Kinja'd!!!0 Kinja'd!!! 46

And I have nobody to blame but my fucking dumbass self. If you want the short version, my wife filed for divorce last week. If you want to learn from my mistakes, keep reading.

We got married on Halloween in 2015. It was supposed to be an outside wedding in the backyard of my mother’s place. We ended up getting married on the carport while it poured rain and the area was under a tornado warning. That was a sign of things to come.

We had some really great times. We drove from Mississippi to Las Vegas for our honeymoon and had a blast. She, like I, was into hearses, so we left the wedding and got taken to my car in the back of one. We’re both car people. We watched every season of Top Gear at least 4 times. We went to car shows. We worked on things together. I couldn’t have asked for a better wife.

Last year, though, things went south. I made some really poor decisions and in July it all came to a head. The next 6 months I did everything I possibly could to save our marriage. In the end, though, it simply wasn’t enough. She wanted time apart, so last month I left to stay with family to give her some time. A week and a half ago she had me come by to give me the news. It was over.

It’s not easy losing your best friend when you know you are the cause. We still tall and are still friendly to each other. Hell, we still love each other. In the end, though, she wanted to move on from our broken marriage. I know she will be ok. I will too eventually. It just really hurts right now.

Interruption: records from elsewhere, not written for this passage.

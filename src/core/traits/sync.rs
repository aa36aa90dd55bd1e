//! Synchronized state abstraction
//!
//! Platform adapters keep their peripherals (SPI bus, pins, delay provider,
//! CRC digest) behind `&self` methods. `SharedState` hides which lock guards
//! that state: Embassy's critical-section mutex on target, a std mutex on the
//! host.

/// Platform-agnostic synchronized state access
pub trait SharedState<T> {
    /// Access state immutably
    fn with<F, R>(&self, f: F) -> R
    where
        F: FnOnce(&T) -> R;

    /// Access state mutably
    fn with_mut<F, R>(&self, f: F) -> R
    where
        F: FnOnce(&mut T) -> R;
}

// ============================================================================
// Embassy Implementation
// ============================================================================

#[cfg(feature = "hal")]
use embassy_sync::blocking_mutex::{raw::CriticalSectionRawMutex, Mutex};

/// Critical-section protected state for embedded targets
///
/// Safe to share between tasks and interrupt handlers. Closures run with
/// interrupts masked, so keep them short: one SPI transfer, one pin toggle.
#[cfg(feature = "hal")]
pub struct EmbassyState<T> {
    inner: Mutex<CriticalSectionRawMutex, core::cell::RefCell<T>>,
}

#[cfg(feature = "hal")]
impl<T> EmbassyState<T> {
    /// Wrap `value`; usable in `static` initializers
    pub const fn new(value: T) -> Self {
        Self {
            inner: Mutex::new(core::cell::RefCell::new(value)),
        }
    }
}

#[cfg(feature = "hal")]
impl<T> SharedState<T> for EmbassyState<T> {
    fn with<F, R>(&self, f: F) -> R
    where
        F: FnOnce(&T) -> R,
    {
        self.inner.lock(|cell| f(&cell.borrow()))
    }

    fn with_mut<F, R>(&self, f: F) -> R
    where
        F: FnOnce(&mut T) -> R,
    {
        self.inner.lock(|cell| f(&mut cell.borrow_mut()))
    }
}

// ============================================================================
// Host Implementation
// ============================================================================

/// `std::sync::Mutex` backed state for host simulation
///
/// A panic inside a closure poisons the mutex; later accesses recover the
/// inner value instead of propagating the poison, so one failed test
/// assertion does not cascade.
#[cfg(any(test, feature = "mock"))]
pub struct StdState<T> {
    inner: std::sync::Mutex<T>,
}

#[cfg(any(test, feature = "mock"))]
impl<T> StdState<T> {
    /// Wrap `value`
    pub fn new(value: T) -> Self {
        Self {
            inner: std::sync::Mutex::new(value),
        }
    }
}

#[cfg(any(test, feature = "mock"))]
impl<T> SharedState<T> for StdState<T> {
    fn with<F, R>(&self, f: F) -> R
    where
        F: FnOnce(&T) -> R,
    {
        let guard = self.inner.lock().unwrap_or_else(|e| e.into_inner());
        f(&guard)
    }

    fn with_mut<F, R>(&self, f: F) -> R
    where
        F: FnOnce(&mut T) -> R,
    {
        let mut guard = self.inner.lock().unwrap_or_else(|e| e.into_inner());
        f(&mut guard)
    }
}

People of Oppo, I didn’t say all this to ask for sympathy. I wanted to share because many of you are either dating or married. If I can offer any advise, it’s this: love your significant other. Treat them with respect. Take nothing for granted. Give them your fullest attention. If you don’t, you’ll end up drowning in your own sorrow like I am right now and regretting being born.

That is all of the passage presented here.